Abstract Background Both ischemic and non-ischemic heart disease can cause disturbances in the myocardial blood volume (MBV), myocardial perfusion and the myocardial extracellular volume fraction (ECV). Recent studies suggest that native myocardial T1 mapping can detect changes in MBV during adenosine stress without the use of contrast agents. Furthermore, native T2 mapping could also potentially be used to quantify changes in myocardial perfusion and/or MBV. Therefore, the aim of this study was to explore the relative contributions of myocardial perfusion, MBV and ECV to native T1 and native T2 at rest and during adenosine stress in normal physiology.

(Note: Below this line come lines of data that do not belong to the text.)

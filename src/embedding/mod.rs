//! Embedding client abstraction and the hosted Hugging Face adapter.
//!
//! The adapter talks to the hosted feature-extraction pipeline for the configured
//! sentence-transformers model. Before the first request it performs a login handshake against
//! the Hub; the outcome is cached for the life of the client so a bad token fails every
//! indexing run the same way without re-probing.

use crate::config::{Config, ConfigError, EMBEDDING_MODEL, HUGGINGFACE_TOKEN_VAR};
use async_trait::async_trait;
use reqwest::{Client, StatusCode};
use serde::Deserialize;
use serde_json::json;
use thiserror::Error;
use tokio::sync::OnceCell;

/// Texts sent per feature-extraction request.
pub const EMBEDDING_BATCH_SIZE: usize = 32;

/// Errors raised by embedding providers.
#[derive(Debug, Error)]
pub enum EmbeddingClientError {
    /// The credential the provider needs was not configured.
    #[error("Missing credential: {0} is not set")]
    MissingCredentials(&'static str),
    /// The provider rejected the configured credential.
    #[error("Hugging Face authentication failed: {0}")]
    Authentication(String),
    /// The provider could not be reached.
    #[error("Embedding provider unavailable: {0}")]
    ProviderUnavailable(String),
    /// Provider was unable to produce embeddings for the supplied input.
    #[error("Failed to generate embeddings: {0}")]
    GenerationFailed(String),
    /// Provider response could not be interpreted as one vector per input.
    #[error("Malformed embedding response: {0}")]
    InvalidResponse(String),
}

/// Interface implemented by embedding backends.
#[async_trait]
pub trait EmbeddingClient: Send + Sync {
    /// Produce an embedding vector for each supplied chunk of text, in order.
    async fn generate_embeddings(
        &self,
        texts: Vec<String>,
    ) -> Result<Vec<Vec<f32>>, EmbeddingClientError>;

    /// Identifier of the model producing the vectors.
    fn model(&self) -> &str;
}

/// Embedding client backed by the hosted Hugging Face inference API.
pub struct HuggingFaceEmbeddingClient {
    http: Client,
    token: Option<String>,
    hub_url: String,
    inference_url: String,
    model: String,
    login: OnceCell<Result<(), String>>,
}

impl HuggingFaceEmbeddingClient {
    /// Construct a client for [`EMBEDDING_MODEL`] from configuration.
    pub fn from_config(config: &Config) -> Result<Self, ConfigError> {
        Self::new(
            config.huggingface_token.clone(),
            config.huggingface_hub_url.clone(),
            config.huggingface_inference_url.clone(),
            EMBEDDING_MODEL,
        )
    }

    /// Construct a client with explicit endpoints and model.
    pub fn new(
        token: Option<String>,
        hub_url: String,
        inference_url: String,
        model: impl Into<String>,
    ) -> Result<Self, ConfigError> {
        let http = Client::builder()
            .user_agent(concat!("paperblog/", env!("CARGO_PKG_VERSION")))
            .build()
            .map_err(|error| ConfigError::HttpClient(error.to_string()))?;
        let model = model.into();
        tracing::debug!(
            model = %model,
            has_token = token.is_some(),
            "Initialized Hugging Face embedding client"
        );
        Ok(Self {
            http,
            token,
            hub_url,
            inference_url,
            model,
            login: OnceCell::new(),
        })
    }

    fn whoami_endpoint(&self) -> String {
        format!("{}/api/whoami-v2", self.hub_url.trim_end_matches('/'))
    }

    fn feature_extraction_endpoint(&self) -> String {
        format!(
            "{}/{}/pipeline/feature-extraction",
            self.inference_url.trim_end_matches('/'),
            self.model
        )
    }

    /// Verify the token against the Hub once; later calls reuse the first outcome.
    async fn ensure_logged_in(&self, token: &str) -> Result<(), EmbeddingClientError> {
        let outcome = self
            .login
            .get_or_init(|| async { self.login_handshake(token).await })
            .await;
        outcome
            .clone()
            .map_err(EmbeddingClientError::Authentication)
    }

    async fn login_handshake(&self, token: &str) -> Result<(), String> {
        let response = self
            .http
            .get(self.whoami_endpoint())
            .bearer_auth(token)
            .send()
            .await
            .map_err(|error| format!("failed to reach {}: {error}", self.hub_url))?;

        if !response.status().is_success() {
            let status = response.status();
            tracing::warn!(%status, "Hugging Face login rejected");
            return Err(format!("Hub returned {status}"));
        }

        let account: WhoAmI = response
            .json()
            .await
            .map_err(|error| format!("failed to decode whoami response: {error}"))?;
        tracing::info!(account = %account.name, "Authenticated with Hugging Face");
        Ok(())
    }

    async fn embed_batch(
        &self,
        token: &str,
        batch: &[String],
    ) -> Result<Vec<Vec<f32>>, EmbeddingClientError> {
        let payload = json!({
            "inputs": batch,
            "truncate": true
        });

        let response = self
            .http
            .post(self.feature_extraction_endpoint())
            .bearer_auth(token)
            .json(&payload)
            .send()
            .await
            .map_err(|error| {
                EmbeddingClientError::ProviderUnavailable(format!(
                    "failed to reach {}: {error}",
                    self.inference_url
                ))
            })?;

        let status = response.status();
        if status == StatusCode::UNAUTHORIZED || status == StatusCode::FORBIDDEN {
            return Err(EmbeddingClientError::Authentication(format!(
                "inference endpoint returned {status}"
            )));
        }
        if !status.is_success() {
            let body = response.text().await.unwrap_or_default();
            return Err(EmbeddingClientError::GenerationFailed(format!(
                "Hugging Face returned {status}: {body}"
            )));
        }

        let vectors: Vec<Vec<f32>> = response.json().await.map_err(|error| {
            EmbeddingClientError::InvalidResponse(format!(
                "failed to decode feature-extraction response: {error}"
            ))
        })?;

        if vectors.len() != batch.len() {
            return Err(EmbeddingClientError::InvalidResponse(format!(
                "expected {} vectors, got {}",
                batch.len(),
                vectors.len()
            )));
        }
        Ok(vectors)
    }
}

#[derive(Debug, Deserialize)]
struct WhoAmI {
    name: String,
}

#[async_trait]
impl EmbeddingClient for HuggingFaceEmbeddingClient {
    async fn generate_embeddings(
        &self,
        texts: Vec<String>,
    ) -> Result<Vec<Vec<f32>>, EmbeddingClientError> {
        let token = self
            .token
            .as_deref()
            .ok_or(EmbeddingClientError::MissingCredentials(
                HUGGINGFACE_TOKEN_VAR,
            ))?;

        if texts.is_empty() {
            return Err(EmbeddingClientError::GenerationFailed(
                "no texts provided".to_string(),
            ));
        }

        self.ensure_logged_in(token).await?;

        tracing::debug!(
            model = %self.model,
            texts = texts.len(),
            batch_size = EMBEDDING_BATCH_SIZE,
            "Generating embeddings"
        );

        let mut embeddings = Vec::with_capacity(texts.len());
        for batch in texts.chunks(EMBEDDING_BATCH_SIZE) {
            embeddings.extend(self.embed_batch(token, batch).await?);
        }

        let dimension = embeddings.first().map(Vec::len).unwrap_or(0);
        if dimension == 0 {
            return Err(EmbeddingClientError::InvalidResponse(
                "provider returned empty vectors".into(),
            ));
        }
        if let Some(position) = embeddings.iter().position(|vector| vector.len() != dimension) {
            return Err(EmbeddingClientError::InvalidResponse(format!(
                "vector {position} has dimension {}, expected {dimension}",
                embeddings[position].len()
            )));
        }

        Ok(embeddings)
    }

    fn model(&self) -> &str {
        &self.model
    }
}

#[cfg(test)]
mod tests {
    use super::*;
    use httpmock::{
        Method::{GET, POST},
        MockServer,
    };

    const FEATURE_PATH: &str =
        "/models/sentence-transformers/all-MiniLM-L6-v2/pipeline/feature-extraction";

    fn client_for(server: &MockServer, token: Option<&str>) -> HuggingFaceEmbeddingClient {
        HuggingFaceEmbeddingClient::new(
            token.map(str::to_string),
            server.base_url(),
            server.url("/models"),
            EMBEDDING_MODEL,
        )
        .expect("client")
    }

    #[tokio::test]
    async fn missing_token_fails_without_network_calls() {
        let server = MockServer::start_async().await;
        let whoami = server
            .mock_async(|when, then| {
                when.method(GET).path("/api/whoami-v2");
                then.status(200).json_body(json!({ "name": "tester" }));
            })
            .await;

        let error = client_for(&server, None)
            .generate_embeddings(vec!["text".into()])
            .await
            .expect_err("missing token");

        assert!(matches!(
            error,
            EmbeddingClientError::MissingCredentials("HUGGINGFACE_TOKEN")
        ));
        whoami.assert_hits_async(0).await;
    }

    #[tokio::test]
    async fn embeds_after_single_login() {
        let server = MockServer::start_async().await;
        let whoami = server
            .mock_async(|when, then| {
                when.method(GET)
                    .path("/api/whoami-v2")
                    .header("authorization", "Bearer hf_test");
                then.status(200).json_body(json!({ "name": "tester" }));
            })
            .await;
        let features = server
            .mock_async(|when, then| {
                when.method(POST)
                    .path(FEATURE_PATH)
                    .header("authorization", "Bearer hf_test")
                    .body_contains("first chunk");
                then.status(200).json_body(json!([[0.1, 0.2, 0.3]]));
            })
            .await;

        let client = client_for(&server, Some("hf_test"));
        let first = client
            .generate_embeddings(vec!["first chunk".into()])
            .await
            .expect("embeddings");
        let second = client
            .generate_embeddings(vec!["first chunk".into()])
            .await
            .expect("embeddings");

        assert_eq!(first, vec![vec![0.1, 0.2, 0.3]]);
        assert_eq!(first, second);
        whoami.assert_hits_async(1).await;
        features.assert_hits_async(2).await;
    }

    #[tokio::test]
    async fn rejected_login_is_cached_as_authentication_error() {
        let server = MockServer::start_async().await;
        let whoami = server
            .mock_async(|when, then| {
                when.method(GET).path("/api/whoami-v2");
                then.status(401).body("invalid token");
            })
            .await;

        let client = client_for(&server, Some("hf_bad"));
        for _ in 0..2 {
            let error = client
                .generate_embeddings(vec!["text".into()])
                .await
                .expect_err("auth failure");
            assert!(matches!(error, EmbeddingClientError::Authentication(ref message) if message.contains("401")));
        }
        whoami.assert_hits_async(1).await;
    }

    #[tokio::test]
    async fn vector_count_mismatch_is_invalid_response() {
        let server = MockServer::start_async().await;
        server
            .mock_async(|when, then| {
                when.method(GET).path("/api/whoami-v2");
                then.status(200).json_body(json!({ "name": "tester" }));
            })
            .await;
        server
            .mock_async(|when, then| {
                when.method(POST).path(FEATURE_PATH);
                then.status(200).json_body(json!([[0.1, 0.2]]));
            })
            .await;

        let error = client_for(&server, Some("hf_test"))
            .generate_embeddings(vec!["one".into(), "two".into()])
            .await
            .expect_err("mismatch");
        assert!(matches!(error, EmbeddingClientError::InvalidResponse(_)));
    }

    #[tokio::test]
    async fn server_error_maps_to_generation_failure() {
        let server = MockServer::start_async().await;
        server
            .mock_async(|when, then| {
                when.method(GET).path("/api/whoami-v2");
                then.status(200).json_body(json!({ "name": "tester" }));
            })
            .await;
        server
            .mock_async(|when, then| {
                when.method(POST).path(FEATURE_PATH);
                then.status(503).body("model loading");
            })
            .await;

        let error = client_for(&server, Some("hf_test"))
            .generate_embeddings(vec!["text".into()])
            .await
            .expect_err("server error");
        assert!(
            matches!(error, EmbeddingClientError::GenerationFailed(ref message) if message.contains("503"))
        );
    }
}
//! Document processing pipeline: extraction, chunking, indexing, and summary orchestration.

pub mod chunking;
pub mod query;
mod service;
pub mod types;
pub mod upload;

pub use service::{PipelineApi, SummaryPipeline};
pub use types::{
    ChunkingError, ErrorKind, IndexingError, PipelineError, RunReport, Stage, StageReport,
    StageStatus, SummarizationError,
};
pub use upload::UploadedDocument;
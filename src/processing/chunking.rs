//! Character-based chunking with overlap.
//!
//! The document is split on a fixed separator and the pieces are greedily merged back into
//! chunks of at most `chunk_size` characters. When a chunk is emitted, the tail of it (at most
//! `chunk_overlap` characters worth of whole pieces) is carried into the next chunk so context
//! survives the boundary. Lengths are measured in characters, never bytes or tokens.
//!
//! A single separator-free run longer than `chunk_size` cannot be merged into anything; it is
//! cut into fixed character windows that overlap by exactly `chunk_overlap`.

use std::collections::VecDeque;

use super::types::ChunkingError;

/// Separator the pipeline splits on.
pub const DEFAULT_SEPARATOR: &str = "\n";
/// Upper bound on chunk length, in characters.
pub const DEFAULT_CHUNK_SIZE: usize = 1000;
/// Characters shared between consecutive chunks, at most.
pub const DEFAULT_CHUNK_OVERLAP: usize = 200;

/// Fixed-configuration character splitter.
#[derive(Debug, Clone, PartialEq, Eq)]
pub struct TextChunker {
    separator: String,
    chunk_size: usize,
    chunk_overlap: usize,
}

impl Default for TextChunker {
    fn default() -> Self {
        Self {
            separator: DEFAULT_SEPARATOR.to_string(),
            chunk_size: DEFAULT_CHUNK_SIZE,
            chunk_overlap: DEFAULT_CHUNK_OVERLAP,
        }
    }
}

impl TextChunker {
    /// Build a chunker, rejecting sizes that cannot make progress.
    pub fn new(
        separator: impl Into<String>,
        chunk_size: usize,
        chunk_overlap: usize,
    ) -> Result<Self, ChunkingError> {
        if chunk_size == 0 {
            return Err(ChunkingError::InvalidChunkSize);
        }
        if chunk_overlap >= chunk_size {
            return Err(ChunkingError::OverlapTooLarge {
                overlap: chunk_overlap,
                chunk_size,
            });
        }
        Ok(Self {
            separator: separator.into(),
            chunk_size,
            chunk_overlap,
        })
    }

    /// Maximum chunk length in characters.
    pub fn chunk_size(&self) -> usize {
        self.chunk_size
    }

    /// Maximum overlap between consecutive chunks in characters.
    pub fn chunk_overlap(&self) -> usize {
        self.chunk_overlap
    }

    /// Split `text` into ordered, overlapping chunks.
    ///
    /// Returns an empty vector when the text holds nothing but whitespace. The result depends
    /// only on `text` and the chunker's configuration.
    pub fn split_text(&self, text: &str) -> Vec<String> {
        let pieces: Vec<&str> = if self.separator.is_empty() {
            vec![text]
        } else {
            text.split(self.separator.as_str())
                .filter(|piece| !piece.is_empty())
                .collect()
        };

        self.merge_pieces(&pieces)
            .into_iter()
            .flat_map(|chunk| self.window_oversized(chunk))
            .collect()
    }

    fn merge_pieces(&self, pieces: &[&str]) -> Vec<String> {
        let separator_len = char_len(&self.separator);
        let mut chunks = Vec::new();
        let mut current: VecDeque<&str> = VecDeque::new();
        let mut total = 0usize;

        for &piece in pieces {
            let len = char_len(piece);
            if total + len + joiner_len(&current, separator_len) > self.chunk_size {
                if total > self.chunk_size {
                    tracing::warn!(
                        size = total,
                        chunk_size = self.chunk_size,
                        "Created a chunk longer than the configured size"
                    );
                }
                if !current.is_empty() {
                    if let Some(chunk) = self.join(&current) {
                        chunks.push(chunk);
                    }
                    while total > self.chunk_overlap
                        || (total + len + joiner_len(&current, separator_len) > self.chunk_size
                            && total > 0)
                    {
                        let Some(front) = current.pop_front() else {
                            break;
                        };
                        let removed = char_len(front) + joiner_len(&current, separator_len);
                        total = total.saturating_sub(removed);
                    }
                }
            }
            current.push_back(piece);
            total += len + if current.len() > 1 { separator_len } else { 0 };
        }

        if let Some(chunk) = self.join(&current) {
            chunks.push(chunk);
        }
        chunks
    }

    fn join(&self, pieces: &VecDeque<&str>) -> Option<String> {
        let joined = pieces
            .iter()
            .copied()
            .collect::<Vec<_>>()
            .join(&self.separator);
        let trimmed = joined.trim();
        if trimmed.is_empty() {
            None
        } else {
            Some(trimmed.to_string())
        }
    }

    fn window_oversized(&self, chunk: String) -> Vec<String> {
        let chars: Vec<char> = chunk.chars().collect();
        if chars.len() <= self.chunk_size {
            return vec![chunk];
        }

        let stride = self.chunk_size - self.chunk_overlap;
        let mut windows = Vec::new();
        let mut start = 0;
        loop {
            let end = (start + self.chunk_size).min(chars.len());
            windows.push(chars[start..end].iter().collect());
            if end == chars.len() {
                break;
            }
            start += stride;
        }
        tracing::debug!(
            length = chars.len(),
            windows = windows.len(),
            "Split separator-free run into fixed windows"
        );
        windows
    }
}

fn char_len(text: &str) -> usize {
    text.chars().count()
}

fn joiner_len(current: &VecDeque<&str>, separator_len: usize) -> usize {
    if current.is_empty() { 0 } else { separator_len }
}
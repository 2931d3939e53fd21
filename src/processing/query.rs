//! How a run turns the document into a retrieval query and a question for the chat model.
//!
//! The shipped strategy uses the entire paper for both. That makes retrieval largely
//! redundant (the question already contains every chunk) and can overflow the model's
//! context window on long papers. It is kept behind [`QueryStrategy`] so a design with a short
//! question distinct from the retrieved context can replace it without touching the pipeline.

use std::borrow::Cow;

/// Derives the retrieval query and the prompt question from the extracted document text.
pub trait QueryStrategy: Send + Sync {
    /// Text embedded to look up similar chunks.
    fn retrieval_query<'a>(&self, document: &'a str) -> Cow<'a, str>;

    /// Text substituted for `{question}` in the prompt.
    fn question<'a>(&self, document: &'a str) -> Cow<'a, str>;
}

/// Uses the whole document as both the retrieval query and the question.
#[derive(Debug, Default, Clone, Copy)]
pub struct WholeDocumentQuery;

impl QueryStrategy for WholeDocumentQuery {
    fn retrieval_query<'a>(&self, document: &'a str) -> Cow<'a, str> {
        Cow::Borrowed(document)
    }

    fn question<'a>(&self, document: &'a str) -> Cow<'a, str> {
        Cow::Borrowed(document)
    }
}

Methods Healthy subjects (n = 41, 26 ± 5 years, 51% females) underwent 1.5 T cardiovascular magnetic resonance (CMR) scanning. Quantitative myocardial perfusion [ml/min/g] and MBV [%] maps were computed from first pass perfusion imaging at adenosine stress (140 microg/kg/min infusion) and rest following an intravenous contrast bolus (0.05 mmol/kg, gadobutrol). Native T1 and T2 maps were acquired before and during adenosine stress. T1 maps at rest and stress were also acquired following a 0.2 mmol/kg cumulative intravenous contrast dose, rendering rest and stress ECV maps [%]. Myocardial T1, T2, perfusion, MBV and ECV values were measured by delineating a region of interest in the midmural third of the myocardium. Results During adenosine stress, there was an increase in myocardial native T1, native T2, perfusion, MBV, and ECV (p ≤ 0.001 for all). Myocardial perfusion, MBV and ECV all correlated with both native T1 and native T2, respectively (R2 = 0.35 to 0.61, p < 0.001 for all). Multivariate linear regression revealed that ECV and perfusion together best explained the change in native T2 (ECV beta 0.21, p = 0.02, perfusion beta 0.66, p < 0.001, model R2 = 0.64, p < 0.001), and native T1 (ECV beta 0.50, p < 0.001, perfusion beta 0.43, p < 0.001, model R2 = 0.69, p < 0.001). Conclusions Myocardial native T1, native T2, perfusion, MBV, and ECV all increase during adenosine stress. Changes in myocardial native T1 and T2 during adenosine stress in normal physiology can largely be explained by the combined changes in myocardial perfusion and ECV. Trial registration Clinicaltrials.gov identifier NCT02723747. Registered March 16, 2016.